TASK OBJECTIVE. Copy each line containing "property" from the listing below.
(Beginning of THE DATA)
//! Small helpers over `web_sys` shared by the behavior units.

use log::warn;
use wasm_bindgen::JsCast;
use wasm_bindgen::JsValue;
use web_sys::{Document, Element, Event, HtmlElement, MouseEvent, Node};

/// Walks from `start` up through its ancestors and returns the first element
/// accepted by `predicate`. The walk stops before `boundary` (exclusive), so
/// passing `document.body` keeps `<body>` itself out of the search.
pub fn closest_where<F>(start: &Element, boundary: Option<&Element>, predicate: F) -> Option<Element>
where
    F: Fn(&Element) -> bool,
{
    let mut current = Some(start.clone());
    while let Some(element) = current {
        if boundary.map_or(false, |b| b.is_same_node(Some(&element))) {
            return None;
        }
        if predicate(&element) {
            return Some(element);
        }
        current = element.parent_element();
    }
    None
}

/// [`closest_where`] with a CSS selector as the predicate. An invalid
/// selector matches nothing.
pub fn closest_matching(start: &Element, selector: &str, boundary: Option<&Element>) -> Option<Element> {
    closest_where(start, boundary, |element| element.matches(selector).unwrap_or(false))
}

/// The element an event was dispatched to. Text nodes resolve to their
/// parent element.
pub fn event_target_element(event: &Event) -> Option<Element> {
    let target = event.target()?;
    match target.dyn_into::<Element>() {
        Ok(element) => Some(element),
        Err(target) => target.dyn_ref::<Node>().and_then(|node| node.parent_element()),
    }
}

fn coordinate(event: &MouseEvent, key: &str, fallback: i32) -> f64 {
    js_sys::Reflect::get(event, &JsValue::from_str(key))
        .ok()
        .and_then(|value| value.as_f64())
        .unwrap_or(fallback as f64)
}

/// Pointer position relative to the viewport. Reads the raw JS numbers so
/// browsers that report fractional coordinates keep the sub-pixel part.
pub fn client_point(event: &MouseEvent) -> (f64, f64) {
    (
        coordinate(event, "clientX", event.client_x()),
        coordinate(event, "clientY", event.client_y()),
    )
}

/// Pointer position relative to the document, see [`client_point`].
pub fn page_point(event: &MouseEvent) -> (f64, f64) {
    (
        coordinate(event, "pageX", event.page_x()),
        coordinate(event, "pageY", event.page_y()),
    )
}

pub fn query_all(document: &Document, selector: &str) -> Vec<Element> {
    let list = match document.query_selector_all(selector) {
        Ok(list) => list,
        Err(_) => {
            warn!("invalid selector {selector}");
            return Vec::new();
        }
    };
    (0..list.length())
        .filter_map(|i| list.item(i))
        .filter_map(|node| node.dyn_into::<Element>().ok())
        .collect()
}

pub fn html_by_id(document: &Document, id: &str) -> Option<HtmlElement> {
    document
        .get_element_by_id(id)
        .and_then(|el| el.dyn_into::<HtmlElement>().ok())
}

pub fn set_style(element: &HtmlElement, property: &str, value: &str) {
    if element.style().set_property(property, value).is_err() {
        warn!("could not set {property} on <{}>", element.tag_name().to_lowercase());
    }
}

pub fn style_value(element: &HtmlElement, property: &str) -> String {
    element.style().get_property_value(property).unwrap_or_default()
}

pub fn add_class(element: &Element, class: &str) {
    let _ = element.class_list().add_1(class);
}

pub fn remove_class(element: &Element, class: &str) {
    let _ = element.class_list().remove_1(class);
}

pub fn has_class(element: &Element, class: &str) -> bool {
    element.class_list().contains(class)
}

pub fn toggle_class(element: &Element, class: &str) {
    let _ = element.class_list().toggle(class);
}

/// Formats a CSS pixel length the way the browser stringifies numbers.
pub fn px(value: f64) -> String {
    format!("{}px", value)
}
(End of THE DATA)
(Beginning of THE DATA)
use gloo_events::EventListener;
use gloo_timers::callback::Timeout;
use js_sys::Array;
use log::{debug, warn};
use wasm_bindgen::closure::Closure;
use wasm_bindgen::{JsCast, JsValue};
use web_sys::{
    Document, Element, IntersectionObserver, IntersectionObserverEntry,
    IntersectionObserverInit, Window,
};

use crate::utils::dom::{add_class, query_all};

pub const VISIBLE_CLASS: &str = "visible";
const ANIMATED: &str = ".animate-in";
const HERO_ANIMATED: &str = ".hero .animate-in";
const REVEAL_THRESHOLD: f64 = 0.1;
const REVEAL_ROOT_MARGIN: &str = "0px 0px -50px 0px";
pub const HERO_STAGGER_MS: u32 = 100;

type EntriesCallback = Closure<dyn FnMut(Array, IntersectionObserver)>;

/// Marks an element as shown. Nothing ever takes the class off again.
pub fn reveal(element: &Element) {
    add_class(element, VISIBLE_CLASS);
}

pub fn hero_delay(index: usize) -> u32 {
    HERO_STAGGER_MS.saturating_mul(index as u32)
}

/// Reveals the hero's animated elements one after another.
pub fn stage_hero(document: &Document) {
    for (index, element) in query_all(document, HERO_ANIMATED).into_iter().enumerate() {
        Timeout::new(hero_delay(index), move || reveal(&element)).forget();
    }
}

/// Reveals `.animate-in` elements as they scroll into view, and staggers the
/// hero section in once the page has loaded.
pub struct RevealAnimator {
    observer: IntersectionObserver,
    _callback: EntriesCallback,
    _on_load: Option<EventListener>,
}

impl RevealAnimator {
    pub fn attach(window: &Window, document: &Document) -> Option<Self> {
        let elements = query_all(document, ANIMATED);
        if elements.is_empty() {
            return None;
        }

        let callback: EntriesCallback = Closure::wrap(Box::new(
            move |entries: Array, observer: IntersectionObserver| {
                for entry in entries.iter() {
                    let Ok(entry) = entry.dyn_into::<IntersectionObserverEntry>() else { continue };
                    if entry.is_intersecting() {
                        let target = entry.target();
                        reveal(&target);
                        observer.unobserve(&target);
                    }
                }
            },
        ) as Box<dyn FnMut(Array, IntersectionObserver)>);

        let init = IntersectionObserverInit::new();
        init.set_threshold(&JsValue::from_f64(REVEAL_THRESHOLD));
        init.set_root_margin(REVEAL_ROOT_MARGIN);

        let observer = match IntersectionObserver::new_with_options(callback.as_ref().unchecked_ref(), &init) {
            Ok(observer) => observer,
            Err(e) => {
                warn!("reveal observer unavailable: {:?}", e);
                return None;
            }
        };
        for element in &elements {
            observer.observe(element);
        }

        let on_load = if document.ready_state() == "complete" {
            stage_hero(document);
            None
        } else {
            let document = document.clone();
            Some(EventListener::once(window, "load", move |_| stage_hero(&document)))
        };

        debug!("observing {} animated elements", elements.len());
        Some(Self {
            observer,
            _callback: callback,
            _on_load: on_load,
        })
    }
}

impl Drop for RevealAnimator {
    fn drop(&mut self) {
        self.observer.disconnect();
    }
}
(End of THE DATA)
TASK RESPONSE.
pub fn set_style(element: &HtmlElement, property: &str, value: &str) {
    if element.style().set_property(property, value).is_err() {
        warn!("could not set {property} on <{}>", element.tag_name().to_lowercase());
pub fn style_value(element: &HtmlElement, property: &str) -> String {
    element.style().get_property_value(property).unwrap_or_default()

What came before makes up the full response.